I am Ashish. I am Member of Apache MINA PMC, ASF Committer and avid Code hacker. Contact me at paliwalashish at gmail dot com. I work for Terracotta [http://www.terracotta.org] as Solution Architect. I contribute to jsmpp [http://code.google.com/p/jsmpp/] as well.

09 February 2010 ~ 0 Comments

So you want Distributed, Scalable and Highly Available Cache?


Abstract

So you want Distributed, Scalable and Highly Available Cache? If yes, then this is the right place for you. The Terracotta Ehcache release has these features inbuilt. The Express Installation mode has simplified Terracotta integration in your application.

How this post is organized
First we shall start with simple standalone cache and then see how Terracotta can easily help us create a Distributed, Scalable and Highly Available cache, with a few minor configurations

What all do you need run the example?

  • Terracotta 3.2.0 - Download it from here


Sample Application
Lets design a sample application (a real simple one), which we shall use to demonstrate the features. Device Monitoring is a common requirement in OSS System, and caching the Device information reduces the Database hits. The essential components of our application are
- DevideInfo - A POJO that stores device information
- CacheHandler - Class that handles cache initialization and other ops

Lets see the CacheHandler class, which is the heart of our implementation

public class DeviceInfo  implements Serializable {

    String deviceId;

    String name;

    // .... other device information

    public String getName() {
        return name;
    }

    public void setName(String name) {
        this.name = name;
    }

    public String getDeviceId() {
        return deviceId;
    }

    public void setDeviceId(String deviceId) {
        this.deviceId = deviceId;
    }
}

The class is simple and contains information related to the device.
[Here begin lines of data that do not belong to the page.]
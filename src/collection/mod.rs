//! The collection workflow: creating metrics against the registry and
//! gathering one new sample per collectible metric.

use crate::datamodel::{
    Dashboard, DatumSample, DbagDateTime, DbagDateTimeExt, Metric, MetricDisplay, NewDashboard,
    NewMetric,
};
use crate::metric_types::{MetricError, MetricType, MetricTypeRegistry};
use crate::storage::StorageInstance;
use anyhow::Result;
use futures::StreamExt;
use futures::stream;
use std::sync::Arc;
use std::time::Duration;
use tracing::{debug, info, warn};

pub mod report;
pub mod scheduler;

pub use report::{CollectedSample, CollectionFailure, CollectionReport};

#[derive(Debug, Clone, Copy, PartialEq, Eq)]
pub struct CollectOptions {
    /// Upper bound for one metric type to gather one sample.
    pub timeout: Duration,
    /// How many metrics are collected at the same time.
    pub concurrency: usize,
}

impl Default for CollectOptions {
    fn default() -> Self {
        Self {
            timeout: Duration::from_secs(30),
            concurrency: 1,
        }
    }
}

#[derive(Debug, Clone)]
pub struct MetricManager {
    registry: Arc<MetricTypeRegistry>,
    storage: Arc<dyn StorageInstance>,
    options: CollectOptions,
}

impl MetricManager {
    pub fn new(registry: Arc<MetricTypeRegistry>, storage: Arc<dyn StorageInstance>) -> Self {
        Self {
            registry,
            storage,
            options: CollectOptions::default(),
        }
    }

    pub fn with_options(mut self, options: CollectOptions) -> Self {
        self.options = options;
        self
    }

    pub fn registry(&self) -> &MetricTypeRegistry {
        &self.registry
    }

    pub fn storage(&self) -> &Arc<dyn StorageInstance> {
        &self.storage
    }

    pub fn options(&self) -> CollectOptions {
        self.options
    }

    fn resolve(&self, label: &str) -> Result<Arc<dyn MetricType>, MetricError> {
        self.registry
            .resolve(label)
            .ok_or_else(|| MetricError::metric_type_not_found(label))
    }

    /// Creates a metric for a registered metric type.
    ///
    /// The slug is derived from the label when none is given. Nothing is
    /// stored if the metric type is unknown, a field is invalid, or the
    /// metric type rejects the properties.
    pub async fn create_metric(&self, new_metric: NewMetric) -> Result<Metric> {
        let metric_type = self.resolve(&new_metric.metric_type_label)?;
        new_metric.validate().map_err(MetricError::from)?;
        metric_type
            .validate_properties(&new_metric.metric_properties)
            .map_err(|e| MetricError::InvalidProperties {
                label: new_metric.metric_type_label.clone(),
                reason: e.to_string(),
            })?;

        let metric = self.storage.insert_metric(&new_metric).await?;
        info!("Created metric {}", metric);
        Ok(metric)
    }

    pub async fn create_dashboard(&self, new_dashboard: NewDashboard) -> Result<Dashboard> {
        new_dashboard.validate().map_err(MetricError::from)?;
        let dashboard = self.storage.insert_dashboard(&new_dashboard).await?;
        info!("Created dashboard {}", dashboard.slug);
        Ok(dashboard)
    }

    pub async fn update_metric_display(&self, metric: &Metric, display: &MetricDisplay) -> Result<()> {
        display.validate().map_err(MetricError::from)?;
        self.storage.update_metric_display(metric.id, display).await
    }

    /// Gathers one sample for the metric and stores it.
    pub async fn collect_metric(&self, metric: &Metric) -> Result<DatumSample> {
        let metric_type = self.resolve(&metric.metric_type_label)?;

        let value = tokio::time::timeout(
            self.options.timeout,
            metric_type.gather_data_sample(metric),
        )
        .await
        .map_err(|_| MetricError::CollectionTimeout {
            slug: metric.slug.clone(),
            timeout: self.options.timeout,
        })??;

        let sample = self
            .storage
            .insert_sample(metric.id, DbagDateTime::now_utc()?, value)
            .await?;
        debug!("Collected {} = {}", metric.slug, value);
        Ok(sample)
    }

    /// Collects every metric with `do_collect` set.
    ///
    /// Metrics are collected independently: a failing metric is logged and
    /// reported, the others are still collected. Only failing to list the
    /// metrics fails the whole run.
    pub async fn collect_all(&self) -> Result<CollectionReport> {
        let metrics = self.storage.list_collectible_metrics().await?;
        info!("Collecting {} metrics", metrics.len());

        let outcomes: Vec<(String, Result<DatumSample>)> = stream::iter(metrics)
            .map(|metric| async move {
                let outcome = self.collect_metric(&metric).await;
                (metric.slug, outcome)
            })
            .buffer_unordered(self.options.concurrency.max(1))
            .collect()
            .await;

        let mut report = CollectionReport::default();
        for (metric_slug, outcome) in outcomes {
            match outcome {
                Ok(sample) => report.collected.push(CollectedSample {
                    metric_slug,
                    sample,
                }),
                Err(error) => {
                    warn!("Failed to collect metric {}: {:#}", metric_slug, error);
                    report.failures.push(CollectionFailure {
                        metric_slug,
                        error: format!("{:#}", error),
                    });
                }
            }
        }

        info!(
            "Collection done: {} collected, {} failed",
            report.collected.len(),
            report.failures.len()
        );
        Ok(report)
    }

    /// The most recent sample of the metric, `None` before the first collection.
    pub async fn latest_sample(&self, metric: &Metric) -> Result<Option<DatumSample>> {
        self.storage.latest_sample(metric.id).await
    }
}
use super::Metric;
use super::slug::slugify;
use super::validation::{ValidationError, check_description, check_label, check_slug};
use serde::Deserialize;

#[derive(Debug, Clone, PartialEq)]
pub struct Dashboard {
    pub id: i64,
    pub slug: String,
    pub label: String,
    pub description: Option<String>,
}

#[derive(Debug, Clone, PartialEq)]
pub struct NewDashboard {
    pub label: String,
    pub slug: Option<String>,
    pub description: Option<String>,
}

impl NewDashboard {
    pub fn new(label: impl Into<String>) -> Self {
        Self {
            label: label.into(),
            slug: None,
            description: None,
        }
    }

    pub fn with_slug(mut self, slug: impl Into<String>) -> Self {
        self.slug = Some(slug.into());
        self
    }

    pub fn with_description(mut self, description: impl Into<String>) -> Self {
        self.description = Some(description.into());
        self
    }

    pub fn resolved_slug(&self) -> String {
        match self.slug.as_deref() {
            Some(slug) if !slug.is_empty() => slug.to_string(),
            _ => slugify(&self.label),
        }
    }

    pub fn validate(&self) -> Result<(), ValidationError> {
        check_label(&self.label)?;
        check_slug(&self.resolved_slug())?;
        check_description(self.description.as_deref())
    }
}

/// The placement of one metric on one dashboard.
///
/// A metric appears at most once per dashboard, so the same data can be
/// shown differently on different dashboards but never twice on the same.
#[derive(Debug, Clone, Copy, PartialEq, Eq)]
pub struct DashboardPanel {
    pub id: i64,
    pub metric_id: i64,
    pub dashboard_id: i64,
    /// Toggle to hide the panel without detaching the metric.
    pub do_display: bool,
    pub show_sparkline: bool,
}

#[derive(Debug, Clone, Copy, PartialEq, Eq, Deserialize)]
pub struct PanelOptions {
    pub do_display: bool,
    pub show_sparkline: bool,
}

impl Default for PanelOptions {
    fn default() -> Self {
        Self {
            do_display: true,
            show_sparkline: true,
        }
    }
}

impl From<&DashboardPanel> for PanelOptions {
    fn from(panel: &DashboardPanel) -> Self {
        Self {
            do_display: panel.do_display,
            show_sparkline: panel.show_sparkline,
        }
    }
}

/// A panel together with the metric it displays.
#[derive(Debug, Clone, PartialEq)]
pub struct PanelMetric {
    pub panel: DashboardPanel,
    pub metric: Metric,
}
Let see our CacheHandler class

public class CacheHandler {

    public Cache deviceCache;

    public void initCache() {
        // Initialize the CacheManager
        CacheManager cacheManager = CacheManager.create();
        // Get the Cache to store device information
        deviceCache = cacheManager.getCache("deviceCache");
    }

    public void addToCache(DeviceInfo device) {
        Element el = new Element(device.getDeviceId(), device);
        deviceCache.put(el);
    }

    protected int getDeviceCacheSize() {
        return deviceCache.getSize();
    }

    public static void main(String[] args) {
        CacheHandler handler = new CacheHandler();
        handler.initCache();

        // Lets add 10 devices
        // just to keep life simple
        for(int i = 0; i < 10; i++) {
            DeviceInfo device = new DeviceInfo();
            device.setDeviceId("Device-"+i);
            handler.addToCache(device);
        }

        // Not recommended in production
        System.out.println("Cache Size = "+handler.getDeviceCacheSize());

    }
}

The class has two main functions
- initCache - The API initializes the cache
- addToCache - The API adds the device information to the device cache

Lets see our ehcache.xml

<ehcache xmlns:xsi="http://www.w3.org/2001/XMLSchema-instance"
         xsi:noNamespaceSchemaLocation="ehcache.xsd"
             updateCheck="true" monitoring="autodetect">

   <defaultCache
            maxElementsInMemory="10000"
            eternal="false"
            timeToIdleSeconds="120"
            timeToLiveSeconds="120"
            overflowToDisk="true"
            diskSpoolBufferSizeMB="30"
            maxElementsOnDisk="10000000"
            diskPersistent="false"
            diskExpiryThreadIntervalSeconds="120"
            memoryStoreEvictionPolicy="LRU"
            />

    <cache name="deviceCache"
           maxElementsInMemory="1000000"
           maxElementsOnDisk="1000"
           eternal="false"
           overflowToDisk="false"
           diskSpoolBufferSizeMB="20"
           timeToIdleSeconds="100"
           timeToLiveSeconds="100"
           memoryStoreEvictionPolicy="LFU">
     </cache>

</ehcache>

In the configuration we have defined a deviceCache, that we shall use to store device information.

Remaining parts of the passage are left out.